P145-Greek-Civil-War-Insurgent-Recruitment-and-Losses

This dramatic graph was created from a number of sources, all combined onto the same chart. The scale for monthly strength was divided by four fit them all together (meaning a figure of 25% for Monthly strength is actually 100% of strength). At the time, when I put the graph together, I intended it to illustrate the process where one could bleed an insurgency to death, by interrelating loss rates, exchange rates, recruitment, force strength, etc. When I presented this in a meeting in December 2004, I was then asked to look at tipping points.

It is difficult to bleed an insurgency to death. The problem is that only a small portion of the insurgents you are facing are active, full-time insurgents.
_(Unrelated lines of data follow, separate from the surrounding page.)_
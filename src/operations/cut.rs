use log::debug;

use crate::error::{PlanError, Result};
use crate::face::{FaceData, FaceId, FaceStore};
use crate::math::{angle, vector, Point3, Vector3, TOLERANCE};
use crate::math::vector::Axis;
use crate::sketch::{
    profile, Constraint, Dimension, FaceSketch, Line, LineEnd, Sketch, SketchCurve, SketchCurveId,
};

use super::extend::ExtendToBoundary;
use super::LayerThickness;

/// A construction line anchored at the inner-circle center that carries
/// the absolute orientation of a cut pass, in degrees normalized to
/// [0, 360). Propagates orientation from one pass to the next.
#[derive(Debug, Clone)]
pub struct GuideLine {
    pub line: Line,
    pub angle_deg: f64,
}

/// Ephemeral descriptor of one cut pass.
///
/// Constructed by the multi-pass controller, consumed by [`BridgeCut`],
/// and discarded once the next pass is constructed.
#[derive(Debug, Clone)]
pub struct CutPass {
    /// Face the pass operates on.
    pub face: FaceId,
    /// Guide line returned by the previous pass; absent on the first.
    pub previous_guide: Option<GuideLine>,
    /// Angle step in degrees. On the first pass this is the absolute
    /// starting angle; on later passes it is composed onto the previous
    /// guide's angle.
    pub angle_step_deg: f64,
}

/// Everything a completed pass hands to its successor, plus the sketch
/// it planned on for inspection.
#[derive(Debug)]
pub struct PassOutcome {
    /// The cut's terminal face.
    pub face: FaceId,
    /// Guide line for the next pass.
    pub guide: GuideLine,
    /// The working sketch, with all recorded constraints and dimensions.
    pub sketch: Sketch,
}

/// Plans and executes a single bridge-cut pass.
///
/// Builds the guide line, the two offset chords at perpendicular
/// distance (inner radius + gap) from the center, trims them against the
/// boundary, selects the unique center region bounded by both, and cuts
/// it one layer deep.
pub struct BridgeCut {
    pass: CutPass,
    layer: LayerThickness,
    gap: f64,
    pass_through_expression: bool,
}

impl BridgeCut {
    /// Creates a new `BridgeCut` operation.
    #[must_use]
    pub fn new(pass: CutPass, layer: LayerThickness, gap: f64) -> Self {
        Self {
            pass,
            layer,
            gap,
            pass_through_expression: false,
        }
    }

    /// Carries the layer-thickness expression onto the produced face.
    ///
    /// Enabled by the controller for the final pass only.
    #[must_use]
    pub fn with_expression_passthrough(mut self, enabled: bool) -> Self {
        self.pass_through_expression = enabled;
        self
    }

    /// Executes the pass against the face store.
    ///
    /// # Errors
    ///
    /// Fails with `DegenerateGap` for a non-positive gap,
    /// `NoInnerCircleFound`/`AmbiguousInnerCircle` when the face does not
    /// carry exactly one inner circle, and
    /// `AmbiguousOrMissingCenterProfile` when the two chords do not bound
    /// exactly one region. No geometry is committed on failure.
    pub fn execute(&self, store: &mut FaceStore) -> Result<PassOutcome> {
        if self.gap <= 0.0 {
            return Err(PlanError::DegenerateGap { gap: self.gap }.into());
        }

        let face = store.face(self.pass.face)?.clone();
        let FaceSketch {
            mut sketch, holes, ..
        } = Sketch::on_face(&face);

        let (inner_id, center, radius) = find_inner_circle(&sketch, &holes)?;

        // Project the previous guide onto the working plane and compose
        // the new absolute angle from its measured direction.
        let mut previous_guide_id = None;
        let new_angle = match &self.pass.previous_guide {
            Some(previous) => {
                let projected = previous.line.at_depth(face.depth);
                let measured = angle::angle_between_deg(&projected.start, &projected.end);
                let id = sketch.add_construction_curve(SketchCurve::Line(projected), true);
                previous_guide_id = Some(id);
                angle::compose_deg(measured, self.pass.angle_step_deg)
            }
            None => angle::normalize_deg(self.pass.angle_step_deg),
        };

        debug!(
            "bridge cut at {new_angle} deg, inner radius {radius}, gap {}",
            self.gap
        );

        let dir = Vector3::new(
            new_angle.to_radians().cos(),
            new_angle.to_radians().sin(),
            0.0,
        );
        let guide_geom = Line::new(center, center + dir * radius);
        let guide_id = sketch.add_construction_curve(SketchCurve::Line(guide_geom.clone()), true);
        if let Some(previous_id) = previous_guide_id {
            sketch.add_dimension(Dimension::Angle {
                from: previous_id,
                to: guide_id,
                degrees: self.pass.angle_step_deg,
            });
        }

        // The inner circle becomes a pure construction reference before
        // the boundary snapshot is taken.
        sketch.set_construction(inner_id)?;
        let boundary = sketch.boundary_curves();

        // Two chords parallel to the guide, offset perpendicular to it
        // by (inner radius + gap) on either side.
        let offset = radius + self.gap;
        let perp = vector::rotate(&dir, Axis::Z, 90.0);
        let sides = [perp, vector::rotate180(&perp)];
        let mut chord_ids: Vec<SketchCurveId> = Vec::with_capacity(2);
        for side in &sides {
            let anchor = center + side * offset;
            let geom = Line::new(anchor - dir * radius, anchor + dir * radius);
            let id = sketch.add_curve(SketchCurve::Line(geom));
            sketch.add_constraint(Constraint::Parallel(id, guide_id));
            sketch.add_dimension(Dimension::Distance {
                from: id,
                to: guide_id,
                value: offset,
            });
            chord_ids.push(id);
        }

        // Extend each chord to the boundary and pin its endpoints to the
        // curves they landed on.
        let mut chords: Vec<Line> = Vec::with_capacity(2);
        for &id in &chord_ids {
            let geom = match &sketch.curve(id)?.geometry {
                SketchCurve::Line(l) => l.clone(),
                _ => unreachable!("chords are lines"),
            };
            let trim = ExtendToBoundary::new(geom).execute(&boundary)?;

            let trimmed = Line::new(trim.start, trim.end);
            if let SketchCurve::Line(l) = &mut sketch.curve_mut(id)?.geometry {
                *l = trimmed.clone();
            }
            if let Some(target) = trim.start_curve {
                sketch.add_constraint(Constraint::CoincidentEndpoint {
                    line: id,
                    end: LineEnd::Start,
                    target,
                });
            }
            if let Some(target) = trim.end_curve {
                sketch.add_constraint(Constraint::CoincidentEndpoint {
                    line: id,
                    end: LineEnd::End,
                    target,
                });
            }
            chords.push(trimmed);
        }

        // Fresh profile set over the mutated sketch; exactly one region
        // must be bounded by both chords.
        let profiles = profile::derive_profiles(&sketch);
        let bounded: Vec<_> = profiles
            .iter()
            .filter(|pr| {
                pr.contains_line(&chords[0], TOLERANCE) && pr.contains_line(&chords[1], TOLERANCE)
            })
            .collect();
        debug!(
            "derived {} profiles, {} bounded by both chords",
            profiles.len(),
            bounded.len()
        );
        if bounded.len() != 1 {
            return Err(PlanError::AmbiguousOrMissingCenterProfile {
                found: bounded.len(),
            }
            .into());
        }
        let region = bounded[0];

        // Cut the region one layer down. The through-hole silhouette
        // carries over as a hole of the new face when it lies inside.
        let new_depth = face.depth - self.layer.value;
        let outer: Vec<SketchCurve> = region
            .outer
            .curves
            .iter()
            .map(|c| c.at_depth(new_depth))
            .collect();
        let mut new_holes: Vec<Vec<SketchCurve>> = region
            .holes
            .iter()
            .map(|hole| hole.curves.iter().map(|c| c.at_depth(new_depth)).collect())
            .collect();
        if region.contains_point(&center) {
            let silhouette = sketch.curve(inner_id)?.geometry.at_depth(new_depth);
            new_holes.push(vec![silhouette]);
        }

        let new_face = store.add_face(FaceData {
            depth: new_depth,
            depth_expression: if self.pass_through_expression {
                self.layer.expression.clone()
            } else {
                None
            },
            outer,
            holes: new_holes,
        });

        Ok(PassOutcome {
            face: new_face,
            guide: GuideLine {
                line: guide_geom,
                angle_deg: new_angle,
            },
            sketch,
        })
    }
}

/// Locates the single inner circle or arc among a face sketch's hole
/// loops and returns its id, center, and radius.
fn find_inner_circle(
    sketch: &Sketch,
    holes: &[Vec<SketchCurveId>],
) -> Result<(SketchCurveId, Point3, f64)> {
    let mut found: Vec<(SketchCurveId, Point3, f64)> = Vec::new();
    for &id in holes.iter().flatten() {
        match &sketch.curve(id)?.geometry {
            SketchCurve::Circle(c) => found.push((id, c.center, c.radius)),
            SketchCurve::Arc(a) => found.push((id, a.center, a.radius)),
            _ => {}
        }
    }
    match found.len() {
        0 => Err(PlanError::NoInnerCircleFound.into()),
        1 => Ok(found[0]),
        n => Err(PlanError::AmbiguousInnerCircle { found: n }.into()),
    }
}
So, mostly you are attriting the spearpoint. The part-time and casual insurgents tend to be active when they have a reason to, and tend to become inactive (and otherwise invisible) when the environment becomes too hot. As such, “search-and-destroy” missions and other such efforts tend to focus on the active people.

The problem is, as long as the rate of casualties among them is moderate, they can recruit and pull in new people. There is a base of support for insurgencies, and that base is a source of recruits. Unless one has shut down the recruiting source, then they can quickly replace the losses.

For example, let us say you have 10,000 insurgents, of which 2,000 are “full-time.” They are operating in a country with a population of one million. So we have the insurgency making up 1% of the population of the country. That is not out of line with historical cases. Let us say that 30% of the population favors the insurgency or are in areas under control of the insurgency.

Now, out of a population base of 300,000 civilians, one would expect to see about 3,000 new insurgents to come of age each year.[1] This means that the insurgents potentially have a new population of 3,000 coming-of-age boys each year to draw upon. Therefore, the counterinsurgents must grind through probably around 2,000 or more insurgents a year to actually be able to reduce insurgent strength from year to year. Otherwise, they get replaced as fast as they are being lost.

Expand this example to a country with 30,000 insurgents and 24 million population, like is potentially the case for Afghanistan and Iraq, and it is clear that bleeding the insurgency to death becomes almost an impossible proposition, no matter how long you stay.

Still, it was done in the case of the Greek Civil War. This was caused in part by a decision by the insurgents to increase the tempo of operations and go almost conventional. The result is that the insurgents conveniently choose to help the counterinsurgents bleed the insurgency to death. As can be seen, this quickly broke the back of the insurgency, and this occurred before Yugoslavia cut off support and bases for the insurgents. Basically, the insurgency was losing by fighting a traditional insurgency, so they changed their approach to increase the tempo of operations, and this simply sped up their eventual and inevitable defeat.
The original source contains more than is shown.